Thursday, July 18, 2024

Fourier analytic Barron Space theory

I recently gave a talk about applications of Fourier analytic Barron space theory (or Barron-E theory for short) at Erice International School on Complexity: the XVIII Course "Machine Learning approaches for complexity" and have released a toolbox to enable such applications: gbtoolbox. But what is Fourier analytic Barron space theory?

Fourier analytic Barron space theory is a theory that combines a theoretical understanding of the approximation error of neural networks (or the difference between the prediction of the best neural network in the function space of neural networks with some given set of hyperparameters and the true value) with a theoretical understanding of the estimation error of the machine learning algorithm (how much data is required to distinguish one function from another in the function space of neural networks with some given set of hyperparameters) using the path norm. I refer to it as a theory, but really, there are several subtly different theories in the literature, and I have not seen a final theory yet (and I intend to shortly submit a paper that will have my own slightly different version, which I also don't think is the final theory). Where the theory was first presented in a completed form in "A priori estimates of the population risk for two-layer neural networks" by E, Ma, and Wu (see also "Towards a Mathematical Understanding of Neural Network-Based Machine Learning: What We Know and What We Don't" with Wojtowytsch), but a good understanding of Machine Learning theory is required (I recommend "Understanding Machine Learning: From Theory to Algorithms" by Shalev-Shwartz and Ben-David) and I think the original works by Barron (later with collaborator Klusowski) are also required to understand the theory: "Risk Bounds for High-dimensional Ridge Function Combinations Including Neural Networks" and "Universal approximation bounds for superpositions of a sigmoidal function". The path norm used by E, Ma and Wu is introduced in "Norm-Based Capacity Control in Neural Networks" by Neyshabur, Tomioka and Srebro. The specific purpose of the theory was to develop an a priori bound on the generalization error.

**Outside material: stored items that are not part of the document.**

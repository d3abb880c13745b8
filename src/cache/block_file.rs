//! Block Files - Storage Backend Abstraction
//!
//! Every file the cache touches (data files, shard files, dump files) sits
//! behind the [`BlockFile`] trait so the engine can run against real files
//! or against the in-memory fake used by the tests.
//!
//! # I/O Requests
//!
//! The engine never performs positioned I/O itself. It describes the
//! operation as an [`IoRequest`], a driver executes it (inline, or on a
//! blocking thread) and hands the [`IoCompletion`] back. Only cheap
//! metadata calls (`len`, `clear`, `available_space`, `modified`) are made
//! directly, and only while no request is in flight.

use std::collections::HashMap;
use std::fmt;
use std::fs::{File, OpenOptions};
use std::io::{self, Read, Seek, SeekFrom, Write};
use std::path::{Path, PathBuf};
use std::sync::atomic::{AtomicBool, AtomicU64, Ordering};
use std::sync::Arc;
use std::time::{Duration, SystemTime, UNIX_EPOCH};

use bytes::Bytes;
use parking_lot::Mutex;
use tracing::warn;

use crate::error::Result;

/// Cursor position for the next read or write
#[derive(Debug, Clone, Copy, PartialEq, Eq)]
pub enum FilePos {
    /// Absolute byte offset
    Start(u64),
    /// Current end of file
    End,
}

/// One file owned by the cache
pub trait BlockFile: Send + Sync + fmt::Debug {
    /// Path of the file
    fn path(&self) -> &Path;

    /// Move the cursor, returning the new absolute position
    fn set_pos(&self, pos: FilePos) -> io::Result<u64>;

    /// Current cursor position
    fn tell(&self) -> io::Result<u64>;

    /// Read up to `max_len` bytes at the cursor
    ///
    /// Fewer bytes are returned at end of file.
    fn read(&self, max_len: usize) -> io::Result<Bytes>;

    /// Write `data` at the cursor, returning the number of bytes written
    fn write(&self, data: &[u8]) -> io::Result<usize>;

    /// Current length in bytes
    fn len(&self) -> u64;

    /// Check if the file is empty
    fn is_empty(&self) -> bool {
        self.len() == 0
    }

    /// Truncate to zero length and rewind
    fn clear(&self) -> io::Result<()>;

    /// Free bytes on the device holding the file
    fn available_space(&self) -> u64;

    /// Last modification time, `None` while the file is empty
    fn modified(&self) -> Option<SystemTime>;

    /// Abandon outstanding work on shutdown
    fn cancel(&self) {}
}

// =============================================================================
// I/O Requests
// =============================================================================

/// Operation to perform on a block file
#[derive(Debug, Clone, PartialEq, Eq)]
pub enum IoOp {
    /// Read up to `len` bytes at `pos`
    Read { pos: FilePos, len: usize },
    /// Write `data` at `pos`
    Write { pos: FilePos, data: Bytes },
    /// Replace the whole file with `data`
    Rewrite { data: Bytes },
}

/// A pending disk operation issued by the engine
pub struct IoRequest {
    file: Arc<dyn BlockFile>,
    op: IoOp,
}

impl IoRequest {
    /// Create a request for `op` on `file`
    pub fn new(file: Arc<dyn BlockFile>, op: IoOp) -> Self {
        Self { file, op }
    }

    /// Target file
    pub fn file(&self) -> &Arc<dyn BlockFile> {
        &self.file
    }

    /// Requested operation
    pub fn op(&self) -> &IoOp {
        &self.op
    }

    /// Perform the operation, blocking the calling thread
    ///
    /// Errors are logged and reported as [`IoCompletion::Failed`]; the
    /// engine treats them like a short read or write.
    pub fn execute(self) -> IoCompletion {
        let result = match &self.op {
            IoOp::Read { pos, len } => self
                .file
                .set_pos(*pos)
                .and_then(|_| self.file.read(*len))
                .map(IoCompletion::Read),
            IoOp::Write { pos, data } => self
                .file
                .set_pos(*pos)
                .and_then(|_| self.file.write(data))
                .map(IoCompletion::Written),
            IoOp::Rewrite { data } => self
                .file
                .clear()
                .and_then(|_| self.file.write(data))
                .map(IoCompletion::Written),
        };

        result.unwrap_or_else(|e| {
            warn!(
                path = %self.file.path().display(),
                error = %e,
                "Block file operation failed"
            );
            IoCompletion::Failed
        })
    }
}

impl fmt::Debug for IoRequest {
    fn fmt(&self, f: &mut fmt::Formatter<'_>) -> fmt::Result {
        let op = match &self.op {
            IoOp::Read { pos, len } => format!("Read({pos:?}, {len})"),
            IoOp::Write { pos, data } => format!("Write({pos:?}, {} bytes)", data.len()),
            IoOp::Rewrite { data } => format!("Rewrite({} bytes)", data.len()),
        };
        f.debug_struct("IoRequest")
            .field("path", &self.file.path())
            .field("op", &op)
            .finish()
    }
}

/// Result of an executed [`IoRequest`]
#[derive(Debug, Clone, PartialEq, Eq)]
pub enum IoCompletion {
    /// Bytes read; may be shorter than requested
    Read(Bytes),
    /// Number of bytes written
    Written(usize),
    /// The operation could not be performed
    Failed,
}

impl IoCompletion {
    /// Bytes delivered by a read, empty for anything else
    pub fn into_bytes(self) -> Bytes {
        match self {
            IoCompletion::Read(bytes) => bytes,
            _ => Bytes::new(),
        }
    }

    /// Bytes written by a write, zero for anything else
    pub fn written(&self) -> usize {
        match self {
            IoCompletion::Written(n) => *n,
            _ => 0,
        }
    }
}

// =============================================================================
// OS Files
// =============================================================================

/// Block file backed by a regular file
#[derive(Debug)]
pub struct OsBlockFile {
    path: PathBuf,
    file: Mutex<File>,
}

impl OsBlockFile {
    /// Open or create the file, creating missing parent directories
    pub fn open(path: impl Into<PathBuf>) -> Result<Self> {
        let path = path.into();
        if let Some(parent) = path.parent() {
            std::fs::create_dir_all(parent)?;
        }
        let file = OpenOptions::new()
            .read(true)
            .write(true)
            .create(true)
            .truncate(false)
            .open(&path)?;

        Ok(Self {
            path,
            file: Mutex::new(file),
        })
    }
}

impl BlockFile for OsBlockFile {
    fn path(&self) -> &Path {
        &self.path
    }

    fn set_pos(&self, pos: FilePos) -> io::Result<u64> {
        let mut file = self.file.lock();
        match pos {
            FilePos::Start(offset) => file.seek(SeekFrom::Start(offset)),
            FilePos::End => file.seek(SeekFrom::End(0)),
        }
    }

    fn tell(&self) -> io::Result<u64> {
        self.file.lock().stream_position()
    }

    fn read(&self, max_len: usize) -> io::Result<Bytes> {
        let mut file = self.file.lock();
        let mut buf = Vec::with_capacity(max_len);
        (&mut *file).take(max_len as u64).read_to_end(&mut buf)?;
        Ok(Bytes::from(buf))
    }

    fn write(&self, data: &[u8]) -> io::Result<usize> {
        let mut file = self.file.lock();
        file.write_all(data)?;
        Ok(data.len())
    }

    fn len(&self) -> u64 {
        self.file.lock().metadata().map(|m| m.len()).unwrap_or(0)
    }

    fn clear(&self) -> io::Result<()> {
        let mut file = self.file.lock();
        file.set_len(0)?;
        file.seek(SeekFrom::Start(0))?;
        Ok(())
    }

    fn available_space(&self) -> u64 {
        let dir = self.path.parent().unwrap_or(&self.path);
        fs2::available_space(dir).unwrap_or_else(|e| {
            warn!(path = %dir.display(), error = %e, "Could not query free disk space");
            u64::MAX
        })
    }

    fn modified(&self) -> Option<SystemTime> {
        let file = self.file.lock();
        let metadata = file.metadata().ok()?;
        if metadata.len() == 0 {
            return None;
        }
        metadata.modified().ok()
    }

    fn cancel(&self) {
        if let Err(e) = self.file.lock().sync_data() {
            warn!(path = %self.path.display(), error = %e, "Failed to sync file on shutdown");
        }
    }
}

// =============================================================================
// In-Memory Files
// =============================================================================

#[derive(Debug, Default)]
struct MemContents {
    data: Vec<u8>,
    pos: u64,
    modified: Option<SystemTime>,
}

/// In-memory block file for tests and dry runs
///
/// Supports failure injection and a settable free space figure.
#[derive(Debug)]
pub struct MemBlockFile {
    path: PathBuf,
    contents: Mutex<MemContents>,
    available: AtomicU64,
    fail_reads: AtomicBool,
    fail_writes: AtomicBool,
    clock: Arc<AtomicU64>,
}

impl MemBlockFile {
    /// Create an empty file with its own modification clock
    pub fn new(path: impl Into<PathBuf>) -> Self {
        Self::with_clock(path, Arc::new(AtomicU64::new(1)))
    }

    fn with_clock(path: impl Into<PathBuf>, clock: Arc<AtomicU64>) -> Self {
        Self {
            path: path.into(),
            contents: Mutex::new(MemContents::default()),
            available: AtomicU64::new(u64::MAX / 2),
            fail_reads: AtomicBool::new(false),
            fail_writes: AtomicBool::new(false),
            clock,
        }
    }

    /// Make subsequent reads fail
    pub fn set_fail_reads(&self, fail: bool) {
        self.fail_reads.store(fail, Ordering::Relaxed);
    }

    /// Make subsequent writes fail
    pub fn set_fail_writes(&self, fail: bool) {
        self.fail_writes.store(fail, Ordering::Relaxed);
    }

    /// Set the value reported by `available_space`
    pub fn set_available_space(&self, bytes: u64) {
        self.available.store(bytes, Ordering::Relaxed);
    }

    /// Copy of the whole file contents
    pub fn contents(&self) -> Vec<u8> {
        self.contents.lock().data.clone()
    }

    /// Replace the file contents
    pub fn set_contents(&self, data: &[u8]) {
        let mut contents = self.contents.lock();
        contents.data = data.to_vec();
        contents.pos = 0;
        contents.modified = Some(self.tick());
    }

    fn tick(&self) -> SystemTime {
        let millis = self.clock.fetch_add(1, Ordering::Relaxed);
        UNIX_EPOCH + Duration::from_millis(millis)
    }
}

impl BlockFile for MemBlockFile {
    fn path(&self) -> &Path {
        &self.path
    }

    fn set_pos(&self, pos: FilePos) -> io::Result<u64> {
        let mut contents = self.contents.lock();
        contents.pos = match pos {
            FilePos::Start(offset) => offset,
            FilePos::End => contents.data.len() as u64,
        };
        Ok(contents.pos)
    }

    fn tell(&self) -> io::Result<u64> {
        Ok(self.contents.lock().pos)
    }

    fn read(&self, max_len: usize) -> io::Result<Bytes> {
        if self.fail_reads.load(Ordering::Relaxed) {
            return Err(io::Error::new(io::ErrorKind::Other, "injected read failure"));
        }
        let mut contents = self.contents.lock();
        let start = (contents.pos as usize).min(contents.data.len());
        let end = start.saturating_add(max_len).min(contents.data.len());
        let bytes = Bytes::copy_from_slice(&contents.data[start..end]);
        contents.pos = end as u64;
        Ok(bytes)
    }

    fn write(&self, data: &[u8]) -> io::Result<usize> {
        if self.fail_writes.load(Ordering::Relaxed) {
            return Err(io::Error::new(io::ErrorKind::Other, "injected write failure"));
        }
        let modified = self.tick();
        let mut contents = self.contents.lock();
        let start = contents.pos as usize;
        let end = start + data.len();
        if contents.data.len() < end {
            contents.data.resize(end, 0);
        }
        contents.data[start..end].copy_from_slice(data);
        contents.pos = end as u64;
        contents.modified = Some(modified);
        Ok(data.len())
    }

    fn len(&self) -> u64 {
        self.contents.lock().data.len() as u64
    }

    fn clear(&self) -> io::Result<()> {
        let mut contents = self.contents.lock();
        contents.data.clear();
        contents.pos = 0;
        Ok(())
    }

    fn available_space(&self) -> u64 {
        self.available.load(Ordering::Relaxed)
    }

    fn modified(&self) -> Option<SystemTime> {
        let contents = self.contents.lock();
        if contents.data.is_empty() {
            return None;
        }
        contents.modified
    }
}

// =============================================================================
// File Providers
// =============================================================================

/// Opens the files of a cache instance
pub trait FileProvider: Send + Sync {
    /// Open (creating if needed) the file at `path`
    fn open(&self, path: &Path) -> Result<Arc<dyn BlockFile>>;
}

/// Provider of [`OsBlockFile`]s
#[derive(Debug, Default, Clone, Copy)]
pub struct OsFileProvider;

impl FileProvider for OsFileProvider {
    fn open(&self, path: &Path) -> Result<Arc<dyn BlockFile>> {
        let file: Arc<dyn BlockFile> = Arc::new(OsBlockFile::open(path)?);
        Ok(file)
    }
}

/// Provider of [`MemBlockFile`]s
///
/// Files are retained by path, so opening a second cache on the same
/// provider behaves like a process restart on the same directory.
#[derive(Debug)]
pub struct MemFileProvider {
    files: Mutex<HashMap<PathBuf, Arc<MemBlockFile>>>,
    clock: Arc<AtomicU64>,
    available: AtomicU64,
}

impl Default for MemFileProvider {
    fn default() -> Self {
        Self {
            files: Mutex::new(HashMap::new()),
            clock: Arc::new(AtomicU64::new(1)),
            available: AtomicU64::new(u64::MAX / 2),
        }
    }
}

impl MemFileProvider {
    /// Create an empty provider
    pub fn new() -> Self {
        Self::default()
    }

    /// Look up a previously opened file
    pub fn file(&self, path: &Path) -> Option<Arc<MemBlockFile>> {
        self.files.lock().get(path).cloned()
    }

    /// Set the free space reported by every file, present and future
    pub fn set_available_space(&self, bytes: u64) {
        self.available.store(bytes, Ordering::Relaxed);
        for file in self.files.lock().values() {
            file.set_available_space(bytes);
        }
    }

    /// Number of files opened so far
    pub fn len(&self) -> usize {
        self.files.lock().len()
    }

    /// Check if no file has been opened
    pub fn is_empty(&self) -> bool {
        self.files.lock().is_empty()
    }
}

impl FileProvider for MemFileProvider {
    fn open(&self, path: &Path) -> Result<Arc<dyn BlockFile>> {
        let mut files = self.files.lock();
        let file: Arc<dyn BlockFile> = files
            .entry(path.to_path_buf())
            .or_insert_with(|| {
                let file = MemBlockFile::with_clock(path, Arc::clone(&self.clock));
                file.set_available_space(self.available.load(Ordering::Relaxed));
                Arc::new(file)
            })
            .clone();
        Ok(file)
    }
}

// =============================================================================
// Tests
// =============================================================================
//! Ledger synchronization module (per-record track state machine).
//!
//! Pure domain logic only: no IO, no HTTP, no scheduling. The runtime in
//! `omiesync-infra` asks a [`TrackMachine`] for its next [`LedgerStep`], submits
//! it, and feeds the tagged [`OutcomeKind`] back in.

pub mod request;
pub mod track;

pub use request::{LedgerAccounts, LedgerRequest, OmieCall};
pub use track::{
    Exclusion, LedgerStep, OutcomeKind, RecordTracks, StepKind, TrackMachine, TrackState,
};

/// Days added to the reference date to obtain the due (and forecast) date.
pub const DUE_DATE_OFFSET_DAYS: u64 = 3;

One obvious way that the theory is incomplete is the absence of optimization error (or the difference between the best possible neural network and the neural network found by the hyperparameters that define the training procedure).

In this first post, I will discuss how I think of the approximation part of the theory. My slides are also available at the link above.

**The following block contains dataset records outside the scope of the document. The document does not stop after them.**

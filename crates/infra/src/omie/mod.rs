//! Remote ledger transport.
//!
//! `LedgerTransport` is the seam between the dispatch lane and the remote API:
//! one call in, either a success payload or a [`CallFailure`] out. Retrying,
//! pacing and classification all happen in the lane, never here.

pub mod http;
pub mod memory;

use async_trait::async_trait;
use serde_json::Value as JsonValue;
use thiserror::Error;

use omiesync_ledger::LedgerRequest;

use crate::dispatch::CallFailure;

pub use http::OmieHttpClient;
pub use memory::InMemoryLedger;

/// Executes one remote call.
#[async_trait]
pub trait LedgerTransport: Send + Sync {
    async fn execute(&self, request: &LedgerRequest) -> Result<JsonValue, CallFailure>;
}

/// Transport construction error.
#[derive(Debug, Error)]
pub enum TransportError {
    #[error("invalid base url: {0}")]
    InvalidBaseUrl(String),
    #[error("http client setup failed: {0}")]
    Client(#[from] reqwest::Error),
}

Consider the task of a neural network. Basically, you have some data \begin{equation}\{\mathbf{x_k},y_k\}\end{equation} where k identifies the data point and \begin{equation}\mathbf{x_k}\in [-1,1]^d\end{equation} where d is the number of features. We are essentially assuming that there is some function \begin{equation}f(\mathbf{x}) \ni f(\mathbf{x_k})=y_k~.\end{equation}

In Barron-E theory, the task for the neural network is to approximate the effective target function, which is the extension of f(x) to all the Reals. This extension is both in domain and selected such as to minimize the Barron norm \begin{equation} \gamma(f^*) = \inf_{f^*} \int \|\mathbf{\omega}\|_1^2 |\hat{f}^*(\mathbf{\omega})| d\mathbf{\omega} < \infty\end{equation} where \begin{equation}\|\mathbf{\omega}\|_1=\sum_j |\mathbf{\omega_j}| \end{equation} is the Manhattan norm.

There are many mathematical subtleties here that I am going to ignore. One could imagine selecting some set of points from some true function that is nowhere continuous. The effective target function defined above would not likely match the true function anywhere, and Barron-E theory would not be applicable. But for some finite number of discontinuities, we would expect that for some number of data points that we wish to use to define the effective target function, that we could find a function that both would have a finite Barron norm and that we would be almost certain would match some test of points that we would want to apply the function to. This representativeness of the training data and test data is a concern of the machine learning theory of estimation error, and we will move on at this moment (but may return in a later post).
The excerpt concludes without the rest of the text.